In the absence of an election by the Participant, the ESOP Committee will
direct the Trustee to commence distribution of the Participant's
Nonforfeitable Accrued Benefit in a lump sum on the sixtieth (60) day
following the close of the Plan Year in which the Participant's Separation
from Service occurs, subject to the notice and consent requirements of this
Article VI and to the applicable mandatory commencement dates described in
Paragraph (1) or in Paragraph (2) of this Section 6.01(A).
(B) REQUIRED BEGINNING DATE. If any distribution commencement date
described under Paragraph (A) of this Section 6.01, either by Plan provision
or by Participant election (or nonelection), is later than the Participant's
Required Beginning Date, the ESOP Committee instead must direct the Trustee
to make distribution on the Participant's Required Beginning Date. A
Participant's Required Beginning Date is April 1 following the close of the
calendar year in which the Participant attains age seventy and one-half
(70 1/2). However, if the Participant, prior to incurring a Separation from
Service, attained age seventy and one-half (70 1/2) by January 1, 1988, and, for
the five (5) Plan Year period ending in the calendar year in which he
attained age seventy and one-half (70 1/2) and for all subsequent years, the
Participant was not a more than five percent (5%) owner, the Required
Beginning Date is the April 1 following the close of the calendar year in
which the Participant Separates from Service or, if earlier, the April 1
following the close of the calendar year in which the Participant becomes a
more than five percent (5%) owner.
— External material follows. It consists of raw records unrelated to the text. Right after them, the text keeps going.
//! Sync Engine
//!
//! Explicitly constructed owner of the cache registry, the poll scheduler
//! and the signal dispatcher for one connection to a replica. Start at most
//! one engine per connection.

use crate::cache::{
    CacheRegistry, EngineMetrics, EngineStatsSnapshot, NodeCacheEntry, NodeState, PollScheduler,
    Subscription,
};
use crate::config::EngineConfig;
use crate::domain::{NodeId, PublicKey, RemoteCallRef};
use crate::error::Result;
use crate::signal::{Signal, SignalDispatcher};
use crate::transport::GraphClient;
use parking_lot::Mutex;
use std::sync::Arc;
use tokio::sync::broadcast;
use tokio::task::JoinHandle;
use tokio_util::sync::CancellationToken;
use tracing::{info, warn};

/// Client-side cache and synchronization engine
pub struct SyncEngine {
    config: EngineConfig,
    client: GraphClient,
    registry: Arc<CacheRegistry>,
    poller: Arc<PollScheduler>,
    dispatcher: Arc<SignalDispatcher>,
    metrics: Arc<EngineMetrics>,
    shutdown: CancellationToken,
    tasks: Mutex<Vec<JoinHandle<()>>>,
}

impl std::fmt::Debug for SyncEngine {
    fn fmt(&self, f: &mut std::fmt::Formatter<'_>) -> std::fmt::Result {
        f.debug_struct("SyncEngine")
            .field("peer_anchor", &self.config.peer_anchor)
            .field("cached_nodes", &self.registry.len())
            .field("running", &self.is_running())
            .finish()
    }
}

impl SyncEngine {
    /// Build the engine and start its poll timer and signal loop
    ///
    /// Must be called from within a tokio runtime.
    pub fn start(
        config: EngineConfig,
        remote: RemoteCallRef,
        signals: broadcast::Receiver<Signal>,
    ) -> Result<Arc<Self>> {
        config.validate()?;

        let client = GraphClient::new(remote);
        let metrics = Arc::new(EngineMetrics::new());
        let shutdown = CancellationToken::new();

        let registry = Arc::new(CacheRegistry::new(
            client.clone(),
            config.node_refresh_interval(),
            metrics.clone(),
            shutdown.child_token(),
        ));
        let poller = Arc::new(PollScheduler::new(
            registry.clone(),
            config.poll_interval(),
            metrics.clone(),
        ));
        let dispatcher = Arc::new(SignalDispatcher::new(
            registry.clone(),
            poller.clone(),
            client.clone(),
            &config.peer_anchor,
            config.confirmation_delay(),
            metrics.clone(),
            shutdown.child_token(),
        ));

        let tasks = vec![
            poller.clone().spawn(shutdown.child_token()),
            dispatcher.clone().spawn(signals),
        ];

        info!(
            poll_interval_secs = config.poll_interval_secs,
            peer_anchor = %config.peer_anchor,
            "Sync engine started"
        );

        Ok(Arc::new(Self {
            config,
            client,
            registry,
            poller,
            dispatcher,
            metrics,
            shutdown,
            tasks: Mutex::new(tasks),
        }))
    }

    pub fn config(&self) -> &EngineConfig {
        &self.config
    }

    /// Typed access to the store, for reads and writes
    pub fn client(&self) -> &GraphClient {
        &self.client
    }

    // =========================================================================
    // Cache Access
    // =========================================================================

    /// Observe a node. The callback receives the current state immediately
    /// and every change after that.
    pub fn subscribe_to_node<F>(&self, node: &NodeId, callback: F) -> Subscription
    where
        F: Fn(&NodeState) + Send + Sync + 'static,
    {
        self.registry.resolve(node).subscribe(callback)
    }

    /// Cache entry for `node`, created on first access
    pub fn entry(&self, node: &NodeId) -> Arc<NodeCacheEntry> {
        self.registry.resolve(node)
    }

    /// Cached state of `node`, `Pending` if it was never referenced
    pub fn node_state(&self, node: &NodeId) -> NodeState {
        self.registry
            .get(node)
            .map(|entry| entry.state())
            .unwrap_or(NodeState::Pending)
    }

    /// Sweep every subscribed node now
    pub async fn poll_now(&self, allow_delete: bool) -> Result<usize> {
        self.poller.poll_now(allow_delete).await
    }

    /// Apply a signal as if it had arrived on the signal channel
    pub async fn handle_signal(&self, signal: Signal) {
        self.dispatcher.handle(signal).await
    }

    /// Current peer roster
    pub fn peers(&self) -> Vec<PublicKey> {
        self.dispatcher.peers()
    }

    pub fn cached_nodes(&self) -> usize {
        self.registry.len()
    }

    pub fn stats(&self) -> EngineStatsSnapshot {
        self.metrics.snapshot()
    }

    // =========================================================================
    // Lifecycle
    // =========================================================================

    pub fn is_running(&self) -> bool {
        !self.shutdown.is_cancelled()
    }

    /// Stop the poll timer, the signal loop and every per-node refresh loop,
    /// including those behind subscriptions the caller still holds, and wait
    /// for the engine tasks to finish
    pub async fn shutdown(&self) {
        if self.shutdown.is_cancelled() {
            return;
        }
        info!("Shutting down sync engine");
        self.shutdown.cancel();
        self.dispatcher.release_roster();

        let tasks: Vec<_> = self.tasks.lock().drain(..).collect();
        for result in futures::future::join_all(tasks).await {
            if let Err(e) = result {
                warn!(error = %e, "Engine task ended abnormally");
            }
        }
        info!("Sync engine stopped");
    }
}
Furthermore, if a Participant who was not
a more than five percent (5%) owner attained age seventy and one-half (70 1/2)
during 1988 and did not incur a Separation from Service prior to January 1,
1989, his Required Beginning Date is April 1, 1990. A mandatory distribution
at the Participant's Required Beginning Date will be in lump sum unless the
Participant, pursuant to the provisions of this Article VI, makes a valid
election to receive an alternative form of payment.
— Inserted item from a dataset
//! Signals - push notifications from replicas and their reconciliation

pub mod dispatcher;
pub mod events;

pub use dispatcher::SignalDispatcher;
pub use events::{RemoteSignalInput, Signal, SignalKind, SignalOrigin};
(C) DEATH OF THE PARTICIPANT. The ESOP Committee will direct the
Trustee, in accordance with this Section 6.01(C), to distribute to the
Participant's Beneficiary the Participant's Nonforfeitable Accrued Benefit
remaining in the Trust at the time of the Participant's death. The ESOP
Committee will determine the death benefit by reducing the Participant's
Nonforfeitable Accrued Benefit by any security interest the Plan has against
that Nonforfeitable Accrued Benefit by reason of an outstanding Participant
loan.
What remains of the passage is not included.